- Task instructions:
Scan the records and identify every line in which the string "CreateBackupFlow" occurs, then return those lines.

+++ Data extracts +++

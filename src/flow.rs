//! Backup creation flow.
//!
//! The flow is a plain state machine: user actions and the settlement of the
//! remote call go in, [`FlowEffect`]s come out. It never touches the flash
//! store or the backup collection itself; the owner applies the effects (see
//! [`crate::state::PanelState`]).
//!
//! ```text
//! Closed --open--> Open/Idle --submit(valid)--> Open/Submitting
//!                     ^   |                        |       |
//!                     |   +--submit(invalid)--+    |       |
//!                     |        (field error)  |    |       |
//!                     +-----------------------+    |       |
//!                     +------------ failure -------+       |
//! Closed <------------------------- success ---------------+
//! ```

use tracing::{debug, error, warn};

use crate::api::BackupApi;
use crate::error::{http_error_to_human, HttpError, SubmitRejected, ValidationErrors};
use crate::flash::{FlashCommand, FlashMessage, BACKUPS_CREATE};
use crate::store::BackupCommand;
use crate::types::{BackupFormValues, BackupRecord, CreateBackupRequest, ServerId};
use crate::validation::validate_backup_form;

/// Progress of the current (or last) submission.
#[derive(Debug, Clone, PartialEq, Eq, Default)]
pub enum Submission {
    #[default]
    Idle,
    /// A remote call is in flight. Submitting again is rejected.
    Submitting,
    /// The last submission created a backup and closed the dialog.
    Succeeded,
    /// The last submission failed; the dialog is open for a retry.
    Failed(String),
}

/// Work for the owner of the flow.
#[derive(Debug, Clone, PartialEq)]
pub enum FlowEffect {
    Flash(FlashCommand),
    Store(BackupCommand),
}

/// Everything needed to perform the remote call for one submission.
#[derive(Debug, Clone, PartialEq, Eq)]
pub struct SubmitTicket {
    pub server: ServerId,
    pub request: CreateBackupRequest,
}

#[derive(Debug, Clone, Default)]
struct OpenForm {
    values: BackupFormValues,
    errors: Option<ValidationErrors>,
}

#[derive(Debug, Clone)]
pub struct CreateBackupFlow {
    server: ServerId,
    form: Option<OpenForm>,
    submission: Submission,
}

fn clear_flashes() -> FlowEffect {
    FlowEffect::Flash(FlashCommand::clear(BACKUPS_CREATE))
}

impl CreateBackupFlow {
    pub fn new(server: ServerId) -> Self {
        Self { server, form: None, submission: Submission::Idle }
    }

    pub fn server(&self) -> &ServerId {
        &self.server
    }

    pub fn is_open(&self) -> bool {
        self.form.is_some()
    }

    pub fn submission(&self) -> &Submission {
        &self.submission
    }

    pub fn is_submitting(&self) -> bool {
        self.submission == Submission::Submitting
    }

    /// Current form values, `None` while closed.
    pub fn values(&self) -> Option<&BackupFormValues> {
        self.form.as_ref().map(|f| &f.values)
    }

    pub fn field_error(&self, field: &str) -> Option<&str> {
        self.form.as_ref()?.errors.as_ref()?.for_field(field)
    }

    /// Opens the dialog with empty fields. Opening an open dialog does nothing.
    pub fn open(&mut self) -> Vec<FlowEffect> {
        if self.form.is_some() {
            return Vec::new();
        }
        debug!(server = %self.server, "backup dialog opened");
        self.form = Some(OpenForm::default());
        self.submission = Submission::Idle;
        vec![clear_flashes()]
    }

    /// Closes the dialog and drops the form. Ignored while a submission is in
    /// flight, since the remote call cannot be cancelled.
    pub fn dismiss(&mut self) -> Vec<FlowEffect> {
        if self.form.is_none() {
            return Vec::new();
        }
        if self.is_submitting() {
            debug!("dismiss ignored while submitting");
            return Vec::new();
        }
        debug!(server = %self.server, "backup dialog dismissed");
        self.form = None;
        self.submission = Submission::Idle;
        vec![clear_flashes()]
    }

    pub fn set_name(&mut self, name: impl Into<String>) {
        if let Some(form) = self.form.as_mut() {
            form.values.name = name.into();
            form.revalidate();
        }
    }

    pub fn set_ignored(&mut self, ignored: impl Into<String>) {
        if let Some(form) = self.form.as_mut() {
            form.values.ignored = ignored.into();
            form.revalidate();
        }
    }

    /// Validates the form and, if it passes, moves to `Submitting`.
    ///
    /// The returned ticket must be turned into exactly one remote call whose
    /// outcome is handed to [`settle`](Self::settle).
    pub fn submit(&mut self) -> Result<(SubmitTicket, Vec<FlowEffect>), SubmitRejected> {
        let submitting = self.is_submitting();
        let form = self.form.as_mut().ok_or(SubmitRejected::Closed)?;
        if submitting {
            return Err(SubmitRejected::AlreadySubmitting);
        }
        if let Err(errors) = validate_backup_form(&form.values) {
            debug!(?errors, "backup form rejected");
            form.errors = Some(errors.clone());
            return Err(SubmitRejected::Invalid(errors));
        }
        form.errors = None;

        let ticket = SubmitTicket {
            server: self.server.clone(),
            request: CreateBackupRequest::from(&form.values),
        };
        self.submission = Submission::Submitting;
        debug!(server = %self.server, "backup submission started");
        Ok((ticket, vec![clear_flashes()]))
    }

    /// Applies the outcome of the remote call started by [`submit`](Self::submit).
    ///
    /// Outcomes arriving while no submission is in flight are dropped.
    pub fn settle(&mut self, result: Result<BackupRecord, HttpError>) -> Vec<FlowEffect> {
        if !self.is_submitting() {
            warn!("backup settlement without a submission in flight, dropped");
            return Vec::new();
        }
        match result {
            Ok(record) => {
                debug!(uuid = %record.uuid, "backup created");
                self.form = None;
                self.submission = Submission::Succeeded;
                vec![FlowEffect::Store(BackupCommand::Append(record)), clear_flashes()]
            }
            Err(err) => {
                error!(server = %self.server, error = ?err, "failed to create backup");
                let message = http_error_to_human(&err);
                self.submission = Submission::Failed(message.clone());
                vec![FlowEffect::Flash(FlashCommand::Add(FlashMessage::error(BACKUPS_CREATE, message)))]
            }
        }
    }

    /// Submits and awaits the remote call in one go.
    ///
    /// Convenient where the flow is not shared with a renderer while the call
    /// is in flight (CLI, tests).
    pub async fn submit_with<A>(&mut self, api: &A) -> Result<Vec<FlowEffect>, SubmitRejected>
    where
        A: BackupApi + ?Sized,
    {
        let (ticket, mut effects) = self.submit()?;
        let result = api.create_backup(&ticket.server, &ticket.request).await;
        effects.extend(self.settle(result));
        Ok(effects)
    }
}

impl OpenForm {
    // Errors are only refreshed once a submit has produced them.
    fn revalidate(&mut self) {
        if self.errors.is_some() {
            self.errors = validate_backup_form(&self.values).err();
        }
    }
}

+++

- Response:
pub struct CreateBackupFlow {
impl CreateBackupFlow {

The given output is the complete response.